> **Problem statement**: The entries that follow include a run beginning at the line with "pub mod controller;" and ending at the line with "pub use error::FetchError;"; restate that run word for word and leave the rest out.

-- Information given follows --

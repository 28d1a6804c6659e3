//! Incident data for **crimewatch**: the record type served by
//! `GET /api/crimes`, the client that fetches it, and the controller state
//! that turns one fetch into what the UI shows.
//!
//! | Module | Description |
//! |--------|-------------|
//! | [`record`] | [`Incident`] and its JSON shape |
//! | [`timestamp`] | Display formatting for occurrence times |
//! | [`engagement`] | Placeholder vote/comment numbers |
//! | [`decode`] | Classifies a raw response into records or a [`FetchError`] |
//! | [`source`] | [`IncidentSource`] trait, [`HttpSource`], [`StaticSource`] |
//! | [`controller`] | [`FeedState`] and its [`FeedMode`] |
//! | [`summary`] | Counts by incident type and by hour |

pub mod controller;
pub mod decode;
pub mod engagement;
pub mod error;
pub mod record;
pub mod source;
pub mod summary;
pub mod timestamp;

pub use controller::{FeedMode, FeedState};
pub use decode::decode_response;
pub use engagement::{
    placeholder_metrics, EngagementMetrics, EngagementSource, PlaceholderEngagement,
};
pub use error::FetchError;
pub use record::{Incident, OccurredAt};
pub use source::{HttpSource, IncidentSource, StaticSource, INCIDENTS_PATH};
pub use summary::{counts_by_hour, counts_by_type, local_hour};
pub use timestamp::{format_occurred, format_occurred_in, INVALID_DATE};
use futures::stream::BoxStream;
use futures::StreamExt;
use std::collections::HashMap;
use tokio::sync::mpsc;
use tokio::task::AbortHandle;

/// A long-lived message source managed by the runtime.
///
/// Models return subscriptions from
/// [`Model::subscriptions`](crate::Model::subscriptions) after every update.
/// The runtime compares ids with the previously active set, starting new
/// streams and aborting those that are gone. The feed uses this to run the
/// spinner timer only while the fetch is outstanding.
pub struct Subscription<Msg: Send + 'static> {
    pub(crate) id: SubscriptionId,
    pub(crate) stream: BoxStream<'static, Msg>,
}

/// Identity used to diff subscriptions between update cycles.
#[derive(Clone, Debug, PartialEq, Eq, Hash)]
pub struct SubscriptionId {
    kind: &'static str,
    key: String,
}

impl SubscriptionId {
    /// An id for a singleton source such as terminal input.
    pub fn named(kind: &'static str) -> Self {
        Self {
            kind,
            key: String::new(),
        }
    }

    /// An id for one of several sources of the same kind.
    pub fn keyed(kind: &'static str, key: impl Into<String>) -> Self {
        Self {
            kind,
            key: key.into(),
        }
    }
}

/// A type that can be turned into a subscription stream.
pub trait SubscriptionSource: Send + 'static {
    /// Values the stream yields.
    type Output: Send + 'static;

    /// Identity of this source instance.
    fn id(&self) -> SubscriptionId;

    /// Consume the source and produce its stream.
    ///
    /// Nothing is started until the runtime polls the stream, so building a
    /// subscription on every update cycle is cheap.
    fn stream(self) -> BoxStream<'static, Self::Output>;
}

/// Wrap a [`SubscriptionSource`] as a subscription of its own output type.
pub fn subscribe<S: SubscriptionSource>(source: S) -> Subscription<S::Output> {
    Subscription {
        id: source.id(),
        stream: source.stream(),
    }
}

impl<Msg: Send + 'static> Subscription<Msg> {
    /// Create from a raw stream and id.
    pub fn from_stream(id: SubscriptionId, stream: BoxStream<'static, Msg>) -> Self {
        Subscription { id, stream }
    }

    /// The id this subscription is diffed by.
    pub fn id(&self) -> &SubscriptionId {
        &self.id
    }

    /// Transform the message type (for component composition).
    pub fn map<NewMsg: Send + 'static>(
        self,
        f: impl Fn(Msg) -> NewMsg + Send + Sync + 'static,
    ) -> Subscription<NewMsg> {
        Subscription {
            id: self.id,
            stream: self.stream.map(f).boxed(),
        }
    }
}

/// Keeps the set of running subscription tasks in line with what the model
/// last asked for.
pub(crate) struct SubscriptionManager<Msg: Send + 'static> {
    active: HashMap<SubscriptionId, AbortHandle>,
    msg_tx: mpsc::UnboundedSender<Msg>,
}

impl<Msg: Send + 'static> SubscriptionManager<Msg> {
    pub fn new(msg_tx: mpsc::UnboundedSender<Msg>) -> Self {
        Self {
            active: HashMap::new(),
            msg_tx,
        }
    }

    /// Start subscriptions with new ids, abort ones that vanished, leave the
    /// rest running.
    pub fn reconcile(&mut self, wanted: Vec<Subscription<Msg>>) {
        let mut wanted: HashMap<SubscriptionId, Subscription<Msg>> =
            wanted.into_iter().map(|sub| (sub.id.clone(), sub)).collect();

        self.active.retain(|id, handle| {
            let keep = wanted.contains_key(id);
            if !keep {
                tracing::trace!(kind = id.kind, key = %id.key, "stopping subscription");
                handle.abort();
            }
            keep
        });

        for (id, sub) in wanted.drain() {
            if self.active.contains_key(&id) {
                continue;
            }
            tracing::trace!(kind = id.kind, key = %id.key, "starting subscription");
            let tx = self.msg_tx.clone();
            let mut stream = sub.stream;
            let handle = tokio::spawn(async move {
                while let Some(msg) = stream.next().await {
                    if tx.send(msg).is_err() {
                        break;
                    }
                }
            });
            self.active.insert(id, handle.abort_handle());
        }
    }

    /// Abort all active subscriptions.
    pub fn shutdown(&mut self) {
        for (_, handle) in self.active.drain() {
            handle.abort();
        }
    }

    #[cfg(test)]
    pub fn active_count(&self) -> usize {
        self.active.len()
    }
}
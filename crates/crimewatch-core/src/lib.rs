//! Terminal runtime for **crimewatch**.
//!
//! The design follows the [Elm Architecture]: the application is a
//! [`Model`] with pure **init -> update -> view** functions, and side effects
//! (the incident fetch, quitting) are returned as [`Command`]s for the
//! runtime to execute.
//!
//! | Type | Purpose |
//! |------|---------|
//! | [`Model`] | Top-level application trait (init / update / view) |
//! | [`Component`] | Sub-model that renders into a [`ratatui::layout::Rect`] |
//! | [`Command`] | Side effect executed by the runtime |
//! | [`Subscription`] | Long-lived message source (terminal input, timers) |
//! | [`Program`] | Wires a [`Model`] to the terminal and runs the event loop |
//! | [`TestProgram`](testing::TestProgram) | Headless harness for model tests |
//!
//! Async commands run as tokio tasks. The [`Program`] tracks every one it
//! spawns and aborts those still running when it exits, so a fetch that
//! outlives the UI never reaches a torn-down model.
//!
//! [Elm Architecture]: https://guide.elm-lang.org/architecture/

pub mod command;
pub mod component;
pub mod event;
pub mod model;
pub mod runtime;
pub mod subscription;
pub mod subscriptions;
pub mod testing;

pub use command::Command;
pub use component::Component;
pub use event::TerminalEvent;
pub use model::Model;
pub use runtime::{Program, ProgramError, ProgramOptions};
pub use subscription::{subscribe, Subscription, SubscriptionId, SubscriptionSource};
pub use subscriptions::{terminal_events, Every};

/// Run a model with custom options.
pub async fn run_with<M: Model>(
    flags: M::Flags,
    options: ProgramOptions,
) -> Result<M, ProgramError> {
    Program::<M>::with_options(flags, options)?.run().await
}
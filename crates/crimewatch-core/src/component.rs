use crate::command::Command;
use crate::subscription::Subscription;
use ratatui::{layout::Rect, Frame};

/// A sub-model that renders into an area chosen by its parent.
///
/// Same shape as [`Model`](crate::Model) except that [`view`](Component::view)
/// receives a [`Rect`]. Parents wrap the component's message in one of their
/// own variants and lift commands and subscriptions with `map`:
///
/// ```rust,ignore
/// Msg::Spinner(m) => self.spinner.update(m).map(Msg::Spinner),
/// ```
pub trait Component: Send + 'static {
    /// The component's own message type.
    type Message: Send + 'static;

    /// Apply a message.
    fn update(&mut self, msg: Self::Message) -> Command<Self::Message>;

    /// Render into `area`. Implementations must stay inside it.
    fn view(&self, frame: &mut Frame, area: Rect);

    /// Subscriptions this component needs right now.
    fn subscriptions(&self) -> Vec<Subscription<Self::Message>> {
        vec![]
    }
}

-- Information given concluded --

> **Result below**:
pub mod controller;
pub mod decode;
pub mod engagement;
pub mod error;
pub mod record;
pub mod source;
pub mod summary;
pub mod timestamp;

pub use controller::{FeedMode, FeedState};
pub use decode::decode_response;
pub use engagement::{
    placeholder_metrics, EngagementMetrics, EngagementSource, PlaceholderEngagement,
};
pub use error::FetchError;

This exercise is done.